**Records supplied**

┌──

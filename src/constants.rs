//! Games consensus constants

/// Maximum money supply in base units
pub const MAX_MONEY: i64 = 21_000_000 * 100_000_000;

/// Highest transaction version considered standard
pub const MAX_STANDARD_VERSION: i32 = 2;

/// Maximum number of wager numbers one redemption script may encode
pub const MAX_BET_NUMBERS: usize = 18;

/// Size in bytes of one encoded wager number
pub const BET_NUMBER_SIZE: usize = 4;

/// Size of the public-key-hash push (length byte + HASH160)
pub const PUBKEY_HASH_PUSH_SIZE: usize = 21;

/// Delimiter between per-output segments of a bet descriptor
pub const SEGMENT_DELIMITER: char = '+';

/// Delimiter introducing the amount suffix of a qualified bet
pub const QUALIFIER_DELIMITER: char = '_';

// Activation heights (mainnet)

/// Redefinition of roulette bet number semantics
pub const ROULETTE_NEW_DEFS: u64 = 108_600;

/// Correction of make-bet transaction format checks
pub const MAKEBET_FORMAT_VERIFY: u64 = 177_750;

/// Correction of settlement (get-bet) verification
pub const GETBET_NEW_VERIFY: u64 = 169_757;

/// Introduction of the per-transaction potential payoff cap
pub const MAKEBET_REWARD_LIMIT: u64 = 177_750;

/// Halving interval of the default subsidy schedule
pub const HALVING_INTERVAL: u64 = 210_000;

/// Initial block subsidy of the default schedule
pub const INITIAL_SUBSIDY: i64 = 50 * 100_000_000;
//! Block hashing

use sha2::{Digest, Sha256};

use crate::types::*;

/// Serialize block header to its 80-byte consensus form
pub fn serialize_header(header: &BlockHeader) -> Vec<u8> {
    let mut bytes = Vec::with_capacity(80);

    // Version (4 bytes, little-endian)
    bytes.extend_from_slice(&header.version.to_le_bytes());

    // Previous block hash (32 bytes)
    bytes.extend_from_slice(&header.prev_block_hash);

    // Merkle root (32 bytes)
    bytes.extend_from_slice(&header.merkle_root);

    bytes.extend_from_slice(&header.timestamp.to_le_bytes());
    bytes.extend_from_slice(&header.bits.to_le_bytes());
    bytes.extend_from_slice(&header.nonce.to_le_bytes());

    bytes
}

/// SHA256(SHA256(header)), internal byte order
pub fn block_hash(header: &BlockHeader) -> Hash {
    let hash1 = Sha256::digest(serialize_header(header));
    let hash2 = Sha256::digest(hash1);
    let mut out = [0u8; 32];
    out.copy_from_slice(&hash2);
    out
}

/// Low 32 bits of a hash read as a little-endian 256-bit integer.
///
/// These are the last eight hex digits of the hash's display form.
pub fn block_hash_tag(hash: &Hash) -> u32 {
    u32::from_le_bytes([hash[0], hash[1], hash[2], hash[3]])
}

impl BlockHeader {
    pub fn hash(&self) -> Hash {
        block_hash(self)
    }
}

└──

**What is needed**
Of the entries above, repeat exactly the lines from the line with "encoded wager number" through the line with "bet number semantics", both of them included.

**Expected output**
/// Size in bytes of one encoded wager number
pub const BET_NUMBER_SIZE: usize = 4;

/// Size of the public-key-hash push (length byte + HASH160)
pub const PUBKEY_HASH_PUSH_SIZE: usize = 21;

/// Delimiter between per-output segments of a bet descriptor
pub const SEGMENT_DELIMITER: char = '+';

/// Delimiter introducing the amount suffix of a qualified bet
pub const QUALIFIER_DELIMITER: char = '_';

// Activation heights (mainnet)

/// Redefinition of roulette bet number semantics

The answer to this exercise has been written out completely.